Labour Pledges to End Badger Culls

UK - A future Labour government in the UK would call an immediate end to the pilot badger culls as part of the strategy to control bovine TB.
calendar icon 27 February 2015
clock icon 2 minute read

The culls that have been running over the last two years in parts of Somerset and Gloucestershire have been designed to reduce the reservoir of the disease in the wild life population.

Bovine TB has seen the slaughter of 28,000 cattle last year in the UK and this week at the National Farmers Union conference in Birmingham it was announced that the pilot culls together with cattle movement measures and a vaccination programme had reduced the incidence of bovine TB from 34 per cent to 11 per cent in a year.

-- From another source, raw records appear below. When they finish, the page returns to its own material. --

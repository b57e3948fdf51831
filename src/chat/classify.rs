// SPDX-License-Identifier: AGPL-3.0-or-later
// Copyright (C) 2025 Blackman Artificial Intelligence Technologies Inc.

//! Error classification
//!
//! Every failure a turn can hit ends up as one [`ChatError`] shape so the UI
//! only has to decide between offering retry, resume, or nothing.

use std::fmt;
use thiserror::Error;

use crate::chat::message::InBandError;
use crate::error::{ApiError, SeerError};

/// Tag for an in-band error that did not name its own type.
pub const IN_BAND_ERROR: &str = "in_band_error";

/// What kind of failure a [`ChatError`] describes
#[derive(Debug, Clone, PartialEq, Eq)]
pub enum ErrorKind {
    /// 401/403; the credential provider has been asked to re-authenticate
    Auth,
    /// The request could not be sent or the stream broke off
    Network,
    /// A non-success status other than 401/403
    Http { status: u16 },
    /// The request could not be built from the caller's input
    InvalidRequest,
    /// Reported by the server inside the stream, with its own tag
    InBand(String),
}

impl ErrorKind {
    pub fn as_str(&self) -> &str {
        match self {
            ErrorKind::Auth => "auth_error",
            ErrorKind::Network => "network_error",
            ErrorKind::Http { .. } => "http_error",
            ErrorKind::InvalidRequest => "invalid_request",
            ErrorKind::InBand(tag) => tag,
        }
    }
}

impl fmt::Display for ErrorKind {
    fn fmt(&self, f: &mut fmt::Formatter<'_>) -> fmt::Result {
        f.write_str(self.as_str())
    }
}

/// Uniform error value surfaced through `on_error` and `last_error`
#[derive(Error, Debug, Clone, PartialEq, Eq)]
#[error("{message}")]
pub struct ChatError {
    pub message: String,
    pub kind: ErrorKind,
    pub retryable: bool,
    pub resumable: bool,
}

impl ChatError {
    pub fn new(kind: ErrorKind, message: impl Into<String>) -> Self {
        Self {
            message: message.into(),
            kind,
            retryable: false,
            resumable: false,
        }
    }

    pub fn retryable(mut self, retryable: bool) -> Self {
        self.retryable = retryable;
        self
    }

    pub fn resumable(mut self, resumable: bool) -> Self {
        self.resumable = resumable;
        self
    }
}

/// Whether a failure should trigger the re-authentication hook.
pub fn requires_reauth(error: &SeerError) -> bool {
    matches!(
        error,
        SeerError::Api(ApiError::AuthenticationFailed { .. })
    )
}

fn status_is_retryable(status: u16) -> bool {
    matches!(status, 408 | 429 | 500..=599)
}

/// Map an out-of-band failure to a [`ChatError`].
///
/// Returns `None` for cancellation, which is never surfaced.
pub fn classify_failure(error: &SeerError) -> Option<ChatError> {
    let classified = match error {
        SeerError::Api(ApiError::Cancelled) => return None,
        SeerError::Api(ApiError::AuthenticationFailed { status }) => ChatError::new(
            ErrorKind::Auth,
            format!("Authentication failed ({}); please sign in again", status),
        ),
        SeerError::Auth(message) => ChatError::new(ErrorKind::Auth, message.clone()),
        SeerError::Api(ApiError::ServerError { status, message }) => ChatError::new(
            ErrorKind::Http { status: *status },
            format!("HTTP {}: {}", status, message),
        )
        .retryable(status_is_retryable(*status)),
        SeerError::InvalidInput(message) => {
            ChatError::new(ErrorKind::InvalidRequest, message.clone())
        }
        other => ChatError::new(ErrorKind::Network, other.to_string()).retryable(true),
    };
    Some(classified)
}

/// Pass an in-band error through with the server's flags, defaulting to false.
pub fn classify_in_band(error: &InBandError) -> ChatError {
    let tag = error
        .error_type
        .as_deref()
        .filter(|t| !t.is_empty())
        .unwrap_or(IN_BAND_ERROR);

    ChatError::new(ErrorKind::InBand(tag.to_string()), error.message.clone())
        .retryable(error.retryable.unwrap_or(false))
        .resumable(error.resumable.unwrap_or(false))
}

The National Farmers Union said that the chief veterinary officer had declared the pilot culls a success and the environment secretary Liz Truss had indicated that the government was considering extending the culls.

However, during a political debate on the second day of the conference, the shadow environment secretary Huw Irranca-Davies (pictured) declared categorically that a Labour government would end the culls.

He said there was strong scientific evidence that showed the culls were not a success and he said that the cost of policing the culls amounted to £3,500 a badger that was killed.

“We will not continue with these culls” Mr Irranca-Davies said.

However, farming minister George Eustice said that the trend of bovine TB could not be reverses unless the reservoir of the disease is tackled in the wild life population.

And Liberal Democrat agriculture minister Dan Rogerson said that the strategy needed to tackle all sides including restricting cattle movements, vaccination and culling.